__YOUR INSTRUCTIONS__. Write out the records once more, exactly as given.

__DATASET RECORDS__.
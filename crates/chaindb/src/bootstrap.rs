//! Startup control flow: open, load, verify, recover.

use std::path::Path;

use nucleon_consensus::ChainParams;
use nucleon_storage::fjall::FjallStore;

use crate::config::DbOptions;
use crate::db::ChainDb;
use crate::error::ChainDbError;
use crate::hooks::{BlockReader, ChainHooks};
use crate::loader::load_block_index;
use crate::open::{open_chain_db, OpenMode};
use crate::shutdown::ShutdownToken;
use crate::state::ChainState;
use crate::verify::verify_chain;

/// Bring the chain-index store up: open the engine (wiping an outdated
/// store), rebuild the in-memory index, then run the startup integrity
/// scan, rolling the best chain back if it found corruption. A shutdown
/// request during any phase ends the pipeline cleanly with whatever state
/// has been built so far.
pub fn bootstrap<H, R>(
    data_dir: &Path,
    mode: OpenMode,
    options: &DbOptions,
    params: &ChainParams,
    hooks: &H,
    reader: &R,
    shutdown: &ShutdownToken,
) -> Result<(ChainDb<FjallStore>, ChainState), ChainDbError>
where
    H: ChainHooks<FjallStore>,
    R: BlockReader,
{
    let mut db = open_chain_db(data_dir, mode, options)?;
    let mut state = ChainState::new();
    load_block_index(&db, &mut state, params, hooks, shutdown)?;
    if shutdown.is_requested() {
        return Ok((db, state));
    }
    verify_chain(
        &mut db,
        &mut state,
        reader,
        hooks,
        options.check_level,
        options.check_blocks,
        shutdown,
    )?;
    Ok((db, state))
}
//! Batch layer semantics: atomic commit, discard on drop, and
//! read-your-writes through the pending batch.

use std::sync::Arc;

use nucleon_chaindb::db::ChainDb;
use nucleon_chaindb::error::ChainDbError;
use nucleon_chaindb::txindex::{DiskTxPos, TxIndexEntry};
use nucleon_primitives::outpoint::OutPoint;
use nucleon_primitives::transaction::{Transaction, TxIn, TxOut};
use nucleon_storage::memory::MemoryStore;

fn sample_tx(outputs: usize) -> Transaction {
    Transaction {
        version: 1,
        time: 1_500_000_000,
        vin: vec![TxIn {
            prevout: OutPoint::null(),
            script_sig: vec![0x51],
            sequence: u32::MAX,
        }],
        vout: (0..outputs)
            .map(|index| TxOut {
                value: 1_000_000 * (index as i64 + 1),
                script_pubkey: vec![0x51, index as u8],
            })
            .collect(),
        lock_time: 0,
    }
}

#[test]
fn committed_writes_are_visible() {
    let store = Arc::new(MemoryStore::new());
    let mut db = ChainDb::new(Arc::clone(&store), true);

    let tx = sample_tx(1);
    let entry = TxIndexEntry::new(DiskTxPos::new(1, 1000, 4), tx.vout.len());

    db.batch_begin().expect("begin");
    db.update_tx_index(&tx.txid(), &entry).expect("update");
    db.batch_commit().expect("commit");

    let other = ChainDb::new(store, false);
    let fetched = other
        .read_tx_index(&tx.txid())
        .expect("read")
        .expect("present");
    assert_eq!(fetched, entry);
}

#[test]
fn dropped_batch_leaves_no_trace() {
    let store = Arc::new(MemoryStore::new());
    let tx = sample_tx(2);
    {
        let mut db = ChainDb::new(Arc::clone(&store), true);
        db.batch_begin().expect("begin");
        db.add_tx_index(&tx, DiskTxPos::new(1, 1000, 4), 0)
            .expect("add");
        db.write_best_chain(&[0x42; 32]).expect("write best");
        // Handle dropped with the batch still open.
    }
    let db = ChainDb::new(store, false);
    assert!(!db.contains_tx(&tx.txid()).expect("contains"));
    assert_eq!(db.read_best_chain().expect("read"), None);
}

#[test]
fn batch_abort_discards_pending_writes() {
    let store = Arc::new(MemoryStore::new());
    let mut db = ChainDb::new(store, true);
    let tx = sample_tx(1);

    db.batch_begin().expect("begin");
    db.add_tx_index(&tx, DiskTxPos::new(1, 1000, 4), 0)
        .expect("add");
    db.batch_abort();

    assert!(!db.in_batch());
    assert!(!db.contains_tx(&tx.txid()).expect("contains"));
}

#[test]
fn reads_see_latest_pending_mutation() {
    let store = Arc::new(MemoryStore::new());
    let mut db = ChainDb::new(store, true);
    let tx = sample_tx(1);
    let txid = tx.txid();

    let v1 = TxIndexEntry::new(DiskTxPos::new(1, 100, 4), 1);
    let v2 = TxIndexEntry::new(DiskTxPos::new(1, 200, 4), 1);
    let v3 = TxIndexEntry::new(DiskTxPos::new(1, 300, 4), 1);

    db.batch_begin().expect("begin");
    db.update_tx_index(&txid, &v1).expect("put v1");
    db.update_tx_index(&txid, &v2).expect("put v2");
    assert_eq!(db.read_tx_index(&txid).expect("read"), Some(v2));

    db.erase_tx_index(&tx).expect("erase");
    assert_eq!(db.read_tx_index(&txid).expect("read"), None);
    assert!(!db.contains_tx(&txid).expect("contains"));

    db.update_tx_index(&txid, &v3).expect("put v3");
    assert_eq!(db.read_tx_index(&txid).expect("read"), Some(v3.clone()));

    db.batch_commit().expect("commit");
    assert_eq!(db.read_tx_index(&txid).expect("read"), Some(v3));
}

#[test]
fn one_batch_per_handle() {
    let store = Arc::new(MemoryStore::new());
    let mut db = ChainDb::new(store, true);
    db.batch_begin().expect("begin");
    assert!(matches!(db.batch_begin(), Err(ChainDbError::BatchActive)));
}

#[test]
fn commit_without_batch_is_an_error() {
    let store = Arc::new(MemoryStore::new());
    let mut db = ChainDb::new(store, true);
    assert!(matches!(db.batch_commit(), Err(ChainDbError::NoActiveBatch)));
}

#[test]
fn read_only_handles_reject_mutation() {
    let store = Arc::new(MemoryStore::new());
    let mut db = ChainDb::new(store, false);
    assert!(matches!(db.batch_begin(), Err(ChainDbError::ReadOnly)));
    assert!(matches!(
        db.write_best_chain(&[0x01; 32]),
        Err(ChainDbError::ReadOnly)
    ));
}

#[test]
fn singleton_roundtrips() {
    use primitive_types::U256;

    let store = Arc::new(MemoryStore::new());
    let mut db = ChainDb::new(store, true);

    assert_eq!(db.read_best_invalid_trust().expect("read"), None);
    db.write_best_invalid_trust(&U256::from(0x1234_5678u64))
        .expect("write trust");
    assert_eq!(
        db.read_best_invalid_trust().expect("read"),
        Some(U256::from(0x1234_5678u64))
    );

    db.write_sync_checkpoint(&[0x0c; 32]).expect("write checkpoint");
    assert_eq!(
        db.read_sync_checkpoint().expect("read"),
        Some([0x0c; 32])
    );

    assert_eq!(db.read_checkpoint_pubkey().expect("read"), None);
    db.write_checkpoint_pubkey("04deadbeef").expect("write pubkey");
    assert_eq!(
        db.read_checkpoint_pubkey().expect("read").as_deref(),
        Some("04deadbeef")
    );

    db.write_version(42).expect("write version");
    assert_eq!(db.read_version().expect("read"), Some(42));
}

__ANSWER BELOW__.
filename crates/chaindb/src/bootstrap.rs
//! Startup control flow: open, load, verify, recover.

use std::path::Path;

use nucleon_consensus::ChainParams;
use nucleon_storage::fjall::FjallStore;

use crate::config::DbOptions;
use crate::db::ChainDb;
use crate::error::ChainDbError;
use crate::hooks::{BlockReader, ChainHooks};
use crate::loader::load_block_index;
use crate::open::{open_chain_db, OpenMode};
use crate::shutdown::ShutdownToken;
use crate::state::ChainState;
use crate::verify::verify_chain;

/// Bring the chain-index store up: open the engine (wiping an outdated
/// store), rebuild the in-memory index, then run the startup integrity
/// scan, rolling the best chain back if it found corruption. A shutdown
/// request during any phase ends the pipeline cleanly with whatever state
/// has been built so far.
pub fn bootstrap<H, R>(
    data_dir: &Path,
    mode: OpenMode,
    options: &DbOptions,
    params: &ChainParams,
    hooks: &H,
    reader: &R,
    shutdown: &ShutdownToken,
) -> Result<(ChainDb<FjallStore>, ChainState), ChainDbError>
where
    H: ChainHooks<FjallStore>,
    R: BlockReader,
{
    let mut db = open_chain_db(data_dir, mode, options)?;
    let mut state = ChainState::new();
    load_block_index(&db, &mut state, params, hooks, shutdown)?;
    if shutdown.is_requested() {
        return Ok((db, state));
    }
    verify_chain(
        &mut db,
        &mut state,
        reader,
        hooks,
        options.check_level,
        options.check_blocks,
        shutdown,
    )?;
    Ok((db, state))
}
//! Batch layer semantics: atomic commit, discard on drop, and
//! read-your-writes through the pending batch.

use std::sync::Arc;

use nucleon_chaindb::db::ChainDb;
use nucleon_chaindb::error::ChainDbError;
use nucleon_chaindb::txindex::{DiskTxPos, TxIndexEntry};
use nucleon_primitives::outpoint::OutPoint;
use nucleon_primitives::transaction::{Transaction, TxIn, TxOut};
use nucleon_storage::memory::MemoryStore;

fn sample_tx(outputs: usize) -> Transaction {
    Transaction {
        version: 1,
        time: 1_500_000_000,
        vin: vec![TxIn {
            prevout: OutPoint::null(),
            script_sig: vec![0x51],
            sequence: u32::MAX,
        }],
        vout: (0..outputs)
            .map(|index| TxOut {
                value: 1_000_000 * (index as i64 + 1),
                script_pubkey: vec![0x51, index as u8],
            })
            .collect(),
        lock_time: 0,
    }
}

#[test]
fn committed_writes_are_visible() {
    let store = Arc::new(MemoryStore::new());
    let mut db = ChainDb::new(Arc::clone(&store), true);

    let tx = sample_tx(1);
    let entry = TxIndexEntry::new(DiskTxPos::new(1, 1000, 4), tx.vout.len());

    db.batch_begin().expect("begin");
    db.update_tx_index(&tx.txid(), &entry).expect("update");
    db.batch_commit().expect("commit");

    let other = ChainDb::new(store, false);
    let fetched = other
        .read_tx_index(&tx.txid())
        .expect("read")
        .expect("present");
    assert_eq!(fetched, entry);
}

#[test]
fn dropped_batch_leaves_no_trace() {
    let store = Arc::new(MemoryStore::new());
    let tx = sample_tx(2);
    {
        let mut db = ChainDb::new(Arc::clone(&store), true);
        db.batch_begin().expect("begin");
        db.add_tx_index(&tx, DiskTxPos::new(1, 1000, 4), 0)
            .expect("add");
        db.write_best_chain(&[0x42; 32]).expect("write best");
        // Handle dropped with the batch still open.
    }
    let db = ChainDb::new(store, false);
    assert!(!db.contains_tx(&tx.txid()).expect("contains"));
    assert_eq!(db.read_best_chain().expect("read"), None);
}

#[test]
fn batch_abort_discards_pending_writes() {
    let store = Arc::new(MemoryStore::new());
    let mut db = ChainDb::new(store, true);
    let tx = sample_tx(1);

    db.batch_begin().expect("begin");
    db.add_tx_index(&tx, DiskTxPos::new(1, 1000, 4), 0)
        .expect("add");
    db.batch_abort();

    assert!(!db.in_batch());
    assert!(!db.contains_tx(&tx.txid()).expect("contains"));
}

#[test]
fn reads_see_latest_pending_mutation() {
    let store = Arc::new(MemoryStore::new());
    let mut db = ChainDb::new(store, true);
    let tx = sample_tx(1);
    let txid = tx.txid();

    let v1 = TxIndexEntry::new(DiskTxPos::new(1, 100, 4), 1);
    let v2 = TxIndexEntry::new(DiskTxPos::new(1, 200, 4), 1);
    let v3 = TxIndexEntry::new(DiskTxPos::new(1, 300, 4), 1);

    db.batch_begin().expect("begin");
    db.update_tx_index(&txid, &v1).expect("put v1");
    db.update_tx_index(&txid, &v2).expect("put v2");
    assert_eq!(db.read_tx_index(&txid).expect("read"), Some(v2));

    db.erase_tx_index(&tx).expect("erase");
    assert_eq!(db.read_tx_index(&txid).expect("read"), None);
    assert!(!db.contains_tx(&txid).expect("contains"));

    db.update_tx_index(&txid, &v3).expect("put v3");
    assert_eq!(db.read_tx_index(&txid).expect("read"), Some(v3.clone()));

    db.batch_commit().expect("commit");
    assert_eq!(db.read_tx_index(&txid).expect("read"), Some(v3));
}

#[test]
fn one_batch_per_handle() {
    let store = Arc::new(MemoryStore::new());
    let mut db = ChainDb::new(store, true);
    db.batch_begin().expect("begin");
    assert!(matches!(db.batch_begin(), Err(ChainDbError::BatchActive)));
}

#[test]
fn commit_without_batch_is_an_error() {
    let store = Arc::new(MemoryStore::new());
    let mut db = ChainDb::new(store, true);
    assert!(matches!(db.batch_commit(), Err(ChainDbError::NoActiveBatch)));
}

#[test]
fn read_only_handles_reject_mutation() {
    let store = Arc::new(MemoryStore::new());
    let mut db = ChainDb::new(store, false);
    assert!(matches!(db.batch_begin(), Err(ChainDbError::ReadOnly)));
    assert!(matches!(
        db.write_best_chain(&[0x01; 32]),
        Err(ChainDbError::ReadOnly)
    ));
}

#[test]
fn singleton_roundtrips() {
    use primitive_types::U256;

    let store = Arc::new(MemoryStore::new());
    let mut db = ChainDb::new(store, true);

    assert_eq!(db.read_best_invalid_trust().expect("read"), None);
    db.write_best_invalid_trust(&U256::from(0x1234_5678u64))
        .expect("write trust");
    assert_eq!(
        db.read_best_invalid_trust().expect("read"),
        Some(U256::from(0x1234_5678u64))
    );

    db.write_sync_checkpoint(&[0x0c; 32]).expect("write checkpoint");
    assert_eq!(
        db.read_sync_checkpoint().expect("read"),
        Some([0x0c; 32])
    );

    assert_eq!(db.read_checkpoint_pubkey().expect("read"), None);
    db.write_checkpoint_pubkey("04deadbeef").expect("write pubkey");
    assert_eq!(
        db.read_checkpoint_pubkey().expect("read").as_deref(),
        Some("04deadbeef")
    );

    db.write_version(42).expect("write version");
    assert_eq!(db.read_version().expect("read"), Some(42));
}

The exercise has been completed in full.